Rabu, 17 Juni 2026 | 19:33
NEWS

Mendorong Sektor Perdagangan Indonesia-Ekuador

Mendorong Sektor Perdagangan Indonesia-Ekuador
Webinar RI-Ekuador (KBRI Quito)

ASKARA - KBRI Quito bekerja sama dengan Kedubes Ekuador di Jakarta menggelar Webinar yang mengangkat tema "Doing Business in Indonesia and Ecuador", Rabu (29/7) lalu. 

Kegiatan penting yang digelar oleh dua Kedubes ini, selain untuk mendorong perdagangan kedua negara juga merupakan satu rangkaian kegiatan memperingati pembukaan hubungan diplomatik Indonesia-Ekuador yang ke-40.

Hadir dalam webinar tersebut peserta dari KBRI Quito, Kedubes Ekuador di Jakarta, Direktorat Amerika II Kemlu RI, Direktorat Asia dan Afrika Kemlu dan Mobilitas Manusia Ekuador, Kementerian Perdagangan RI, Kementerian Produksi, Perdagangan Luar Negeri, Investasi dan Perikanan Ekuador, Kadin Indonesia, Kamar Dagang Quito serta sejumlah pelaku usaha/perusahaan dari Indonesia dan Ekuador. 

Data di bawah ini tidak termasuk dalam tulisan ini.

use regex::Regex;

/// A successfully matched acknowledgment phrase.
#[derive(Debug, Clone, PartialEq, Eq)]
pub struct Acknowledgment {
    /// Full name as declared in the message, trimmed.
    pub declared_full_name: String,
    /// Handbook version the message acknowledged (always the pinned one).
    pub handbook_version: String,
}

/// Matches the fixed acknowledgment template against message text.
///
/// The surrounding literal text must match exactly; only the declared name
/// varies. The handbook version is pinned at construction, so a message
/// acknowledging any other version does not match.
#[derive(Debug, Clone)]
pub struct AckMatcher {
    pattern: Regex,
    handbook_version: String,
}

impl AckMatcher {
    /// Build a matcher pinned to `handbook_version`, e.g. `"2026-01-20"`.
    pub fn new(handbook_version: &str) -> crate::Result<Self> {
        // Name capture accepts letters (any script), spaces, periods,
        // hyphens and apostrophes, and must start with a letter so the
        // capture can never be all whitespace.
        let pattern = Regex::new(&format!(
            r"^I, (\p{{L}}[\p{{L}} .'\-]*), acknowledge and agree to the HHG Employee Handbook v{}$",
            regex::escape(handbook_version),
        ))?;
        Ok(Self {
            pattern,
            handbook_version: handbook_version.to_string(),
        })
    }

    /// Test `text` against the template.
    ///
    /// Returns `None` unless the whole message, modulo leading and trailing
    /// whitespace, is the template with the pinned version.
    pub fn match_text(&self, text: &str) -> Option<Acknowledgment> {
        let caps = self.pattern.captures(text.trim())?;
        let name = caps.get(1)?.as_str().trim();
        if name.is_empty() {
            return None;
        }
        Some(Acknowledgment {
            declared_full_name: name.to_string(),
            handbook_version: self.handbook_version.clone(),
        })
    }

    /// The handbook version this matcher accepts.
    pub fn handbook_version(&self) -> &str {
        &self.handbook_version
    }
}

#[allow(clippy::unwrap_used, clippy::expect_used)]
#[cfg(test)]
mod tests {
    use {super::*, rstest::rstest};

    fn matcher() -> AckMatcher {
        AckMatcher::new("2026-01-20").unwrap()
    }

    #[test]
    fn matches_spec_example() {
        let ack = matcher()
            .match_text("I, Jane A. Doe, acknowledge and agree to the HHG Employee Handbook v2026-01-20")
            .unwrap();
        assert_eq!(ack.declared_full_name, "Jane A. Doe");
        assert_eq!(ack.handbook_version, "2026-01-20");
    }

    #[test]
    fn tolerates_surrounding_whitespace() {
        let ack = matcher()
            .match_text("  I, Jane Doe, acknowledge and agree to the HHG Employee Handbook v2026-01-20\n")
            .unwrap();
        assert_eq!(ack.declared_full_name, "Jane Doe");
    }

    #[rstest]
    #[case("O'Brien")]
    #[case("Anne-Marie Smith")]
    #[case("J. R. R. Tolkien")]
    #[case("José García")]
    #[case("Renée O'Brien")]
    #[case("Søren Kierkegaard")]
    fn accepts_ordinary_name_characters(#[case] name: &str) {
        let text = format!(
            "I, {name}, acknowledge and agree to the HHG Employee Handbook v2026-01-20"
        );
        let ack = matcher().match_text(&text).unwrap();
        assert_eq!(ack.declared_full_name, name);
    }

    #[rstest]
    // Missing version suffix.
    #[case("I, Jane Doe, acknowledge and agree to the HHG Employee Handbook")]
    // Wrong version.
    #[case("I, Jane Doe, acknowledge and agree to the HHG Employee Handbook v2025-06-01")]
    // Extra text around the template.
    #[case("Hi! I, Jane Doe, acknowledge and agree to the HHG Employee Handbook v2026-01-20")]
    #[case("I, Jane Doe, acknowledge and agree to the HHG Employee Handbook v2026-01-20 thanks")]
    // Empty name.
    #[case("I, , acknowledge and agree to the HHG Employee Handbook v2026-01-20")]
    // Case differences in the literal text.
    #[case("i, Jane Doe, Acknowledge and agree to the HHG Employee Handbook v2026-01-20")]
    // Unrelated chatter.
    #[case("what's for lunch?")]
    #[case("")]
    fn rejects_non_matching_text(#[case] text: &str) {
        assert_eq!(matcher().match_text(text), None);
    }

    #[test]
    fn name_roundtrips_modulo_whitespace() {
        // Trailing space inside the capture is trimmed away.
        let ack = matcher()
            .match_text("I, Jane Doe , acknowledge and agree to the HHG Employee Handbook v2026-01-20")
            .unwrap();
        assert_eq!(ack.declared_full_name, "Jane Doe");
    }

    #[test]
    fn version_with_regex_metacharacters_is_escaped() {
        let m = AckMatcher::new("2026.01").unwrap();
        assert!(
            m.match_text("I, Jane Doe, acknowledge and agree to the HHG Employee Handbook v2026.01")
                .is_some()
        );
        // A literal dot must not act as a wildcard.
        assert!(
            m.match_text("I, Jane Doe, acknowledge and agree to the HHG Employee Handbook v2026x01")
                .is_none()
        );
    }
}
//! Configuration for the acknowledgment bot.
//!
//! All settings come from the environment, read once at startup.

mod schema;

pub use schema::{BotConfig, Error, Result};
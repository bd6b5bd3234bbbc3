use {
    chrono::{DateTime, Utc},
    serde::{Deserialize, Serialize},
};

/// A row in the employee directory.
///
/// The directory is maintained elsewhere; this bot only reads it, apart from
/// the Telegram identity backfill after a name match.
#[derive(Debug, Clone, PartialEq, Eq, sqlx::FromRow)]
pub struct EmployeeRecord {
    pub id: i64,
    pub full_name: String,
    pub telegram_user_id: Option<String>,
    pub telegram_username: Option<String>,
}

/// One recorded acknowledgment, created once per matched message.
#[derive(Debug, Clone, PartialEq, Serialize, Deserialize)]
pub struct AcknowledgmentEvent {
    /// Linked employee, or `None` when the sender could not be resolved
    /// against the directory.
    pub employee_id: Option<i64>,
    /// Telegram user id of the sender.
    pub platform_user_id: String,
    /// Full name exactly as declared in the message.
    pub declared_full_name: String,
    pub handbook_version: String,
    /// Telegram timestamp of the triggering message.
    pub message_timestamp: DateTime<Utc>,
    /// Opaque structured copy of the inbound Telegram message.
    pub raw_message: serde_json::Value,
}
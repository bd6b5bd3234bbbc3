//! Telegram front end for the handbook acknowledgment bot.
//!
//! Receives group messages via the Bot API (manual long polling), gates them
//! to the allow-listed chat, and replies with a confirmation once the
//! acknowledgment row has been written.

pub mod access;
pub mod bot;
pub mod handlers;
pub mod outbound;

pub use {bot::start_polling, handlers::HandlerContext};
use thiserror::Error;

#[derive(Debug, Error)]
pub enum Error {
    #[error(transparent)]
    Telegram(#[from] teloxide::RequestError),

    #[error(transparent)]
    Store(#[from] ackbot_store::Error),

    #[error(transparent)]
    Json(#[from] serde_json::Error),
}

pub type Result<T> = std::result::Result<T, Error>;
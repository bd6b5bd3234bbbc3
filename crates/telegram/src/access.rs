/// Determine if an inbound message should be processed.
///
/// Returns `Ok(())` if the message came from the allow-listed chat, or
/// `Err(reason)` if it should be silently dropped. A `None` allow-list
/// disables gating (local testing only).
pub fn check_access(allowed_chat_id: Option<i64>, chat_id: i64) -> Result<(), AccessDenied> {
    match allowed_chat_id {
        None => Ok(()),
        Some(allowed) if allowed == chat_id => Ok(()),
        Some(_) => Err(AccessDenied::ChatNotAllowed { chat_id }),
    }
}

/// Reason an inbound message was denied.
#[derive(Debug, Clone, PartialEq, Eq)]
pub enum AccessDenied {
    ChatNotAllowed { chat_id: i64 },
}

impl std::fmt::Display for AccessDenied {
    fn fmt(&self, f: &mut std::fmt::Formatter<'_>) -> std::fmt::Result {
        match self {
            Self::ChatNotAllowed { chat_id } => {
                write!(f, "chat {chat_id} is not the allow-listed chat")
            },
        }
    }
}
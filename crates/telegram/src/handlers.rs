use std::sync::Arc;

use {
    teloxide::prelude::*,
    tracing::{debug, info, warn},
};

use {
    ackbot_matcher::AckMatcher,
    ackbot_store::{AcknowledgmentEvent, AuditLog, EmployeeDirectory, similar_names},
};

use crate::{Result, access, outbound};

/// How many directory names to offer when the declared name is unknown.
const SUGGESTION_LIMIT: usize = 3;

/// Shared context for the message handler.
#[derive(Clone)]
pub struct HandlerContext {
    pub matcher: AckMatcher,
    pub directory: Arc<dyn EmployeeDirectory>,
    pub audit: Arc<dyn AuditLog>,
    /// The single chat the bot listens to; `None` disables gating.
    pub allowed_chat_id: Option<i64>,
}

/// A matched message, ready to be recorded and answered.
#[derive(Debug)]
pub struct PendingAck {
    pub event: AcknowledgmentEvent,
    pub reply: String,
    /// Employee whose directory row should get the sender's Telegram
    /// identity (set when the link was made by name only).
    backfill_employee_id: Option<i64>,
    telegram_username: Option<String>,
}

/// Evaluate one inbound message: gate, match, link, and build the audit
/// event plus the reply text. Returns `Ok(None)` for messages that should be
/// silently ignored.
///
/// Nothing is written here — the caller appends the event and only then
/// sends the reply.
pub async fn evaluate(ctx: &HandlerContext, msg: &Message) -> Result<Option<PendingAck>> {
    let Some(text) = msg.text() else {
        return Ok(None);
    };

    if let Err(denied) = access::check_access(ctx.allowed_chat_id, msg.chat.id.0) {
        debug!(chat_id = msg.chat.id.0, %denied, "dropping message");
        return Ok(None);
    }

    let Some(ack) = ctx.matcher.match_text(text) else {
        return Ok(None);
    };

    // Channel posts and service messages carry no sender to link against.
    let Some(from) = msg.from.as_ref() else {
        debug!(chat_id = msg.chat.id.0, "matched message has no sender; ignoring");
        return Ok(None);
    };
    let platform_user_id = from.id.0.to_string();

    // Linker: Telegram id first, then exact (case-insensitive) name.
    let mut matched_by_name = false;
    let mut employee = ctx.directory.find_by_telegram_id(&platform_user_id).await?;
    if employee.is_none() {
        employee = ctx.directory.find_by_name(&ack.declared_full_name).await?;
        matched_by_name = employee.is_some();
    }

    let already_on_file = match &employee {
        Some(e) => ctx.audit.has_acknowledged(e.id, &ack.handbook_version).await?,
        None => false,
    };

    let event = AcknowledgmentEvent {
        employee_id: employee.as_ref().map(|e| e.id),
        platform_user_id: platform_user_id.clone(),
        declared_full_name: ack.declared_full_name.clone(),
        handbook_version: ack.handbook_version.clone(),
        message_timestamp: msg.date,
        raw_message: serde_json::to_value(msg)?,
    };

    let reply = match &employee {
        Some(e) if already_on_file => {
            outbound::duplicate_text(&e.full_name, &ack.handbook_version)
        },
        Some(e) => {
            outbound::confirmation_text(&e.full_name, &ack.handbook_version, msg.date)
        },
        None => {
            let names = ctx.directory.all_names().await?;
            let suggestions = similar_names(&ack.declared_full_name, &names, SUGGESTION_LIMIT);
            warn!(
                declared = %ack.declared_full_name,
                platform_user_id,
                "no employee record matched; recording unlinked"
            );
            outbound::unlinked_text(&ack.declared_full_name, &suggestions, &ack.handbook_version)
        },
    };

    let backfill_employee_id = match &employee {
        Some(e) if matched_by_name
            && e.telegram_user_id.as_deref() != Some(platform_user_id.as_str()) =>
        {
            Some(e.id)
        },
        _ => None,
    };

    Ok(Some(PendingAck {
        event,
        reply,
        backfill_employee_id,
        telegram_username: from.username.clone(),
    }))
}

/// Handle one inbound message end to end.
///
/// The audit row is appended before the confirmation is sent; if the write
/// fails the error propagates and no reply goes out, so the employee has to
/// resend.
pub async fn handle_message(bot: &Bot, ctx: &HandlerContext, msg: &Message) -> Result<()> {
    let Some(pending) = evaluate(ctx, msg).await? else {
        return Ok(());
    };

    let row_id = ctx.audit.append(&pending.event).await?;
    info!(
        row_id,
        employee_id = ?pending.event.employee_id,
        declared = %pending.event.declared_full_name,
        version = %pending.event.handbook_version,
        "acknowledgment recorded"
    );

    if let Some(employee_id) = pending.backfill_employee_id {
        // Directory backfill is best-effort; the audit row already exists.
        if let Err(e) = ctx
            .directory
            .record_telegram_identity(
                employee_id,
                &pending.event.platform_user_id,
                pending.telegram_username.as_deref(),
            )
            .await
        {
            warn!(employee_id, error = %e, "failed to backfill telegram identity");
        }
    }

    outbound::send_reply(bot, msg.chat.id, msg.id, &pending.reply).await?;
    Ok(())
}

Narasumber dalam kegiatan webinar tersebut adalah Ketua Komite Tetap Amerika Kadin Indonesia, Diono Nurjadin, Direktur Eksekutif Kamar Dagang Quito, Carlos Zaldumbide, Direktur Perundingan Bilateral, Kemdag RI, Made Ayu Marthini, Direktur Asia, Afrika dan Oceania Kementerian Produksi, Perdagangan Luar Negeri, Investasi dan Perikanan Ekuador, Maria Fernanda Cruz. 

Webinar tersebut berlangsung sangat produktif. Para narasumber mengungkap sejumlah peluang kerja sama kedua negara sehingga mendapatkan apresiasi dari peserta Webinar sebagai langkah menjembatani potensi kerja sama perdagangan dan investasi antara Indonesia dan Ekuador.
   
Duta Besar RI untuk Ekuador, Diennaryati Tjokrosuprihatono berharap, webinar tersebut dapat menjadi pendorong pelaku usaha kedua negara serta Kamar Dagang dan Industri untuk menjalin kerja sama dan meningkatkan kerja sama bisnis. 

Dien mengakui, walaupun secara global, tingkat perdagangan antara Indonesia dan Ekuador belum terlalu signifikan, namun terlihat adanya peningkatan total perdagangan setiap tahunnya. Pada tahun 2019 tercatat total perdagangan kedua negara sebesar 203,8 juta US$ dollar.

Ekuador merupakan mitra dagang terbesar Indonesia ke-5 di kawasan Amerika Selatan, yang berpotensi besar untuk menjadi pintu masuk bagi produk Indonesia ke pasar Amerika Selatan. Di lain pihak, Indonesia merupakan mitra dagang yang cukup penting bagi Ekuador mengingat Indonesia merupakan negara tujuan ekspor terbesar ke-16 serta importer ke-19 terbesar bagi Ekuador, secara khusus bagi komoditas non-migas. 

Hubungan diplomatik Indonesia-Ekuador dibuka pada 29 April 1980. Pada Desember 2018 di kota Quito, ibu kota Ekuador kedua negara mengadakan pertemuan Working Group on Trade and investment (WGTI) Pertama yang menjadi pertemuan penting bagi kedua negara untuk membahas peningkatan kerja sama di bidang perdagangan dan investasi.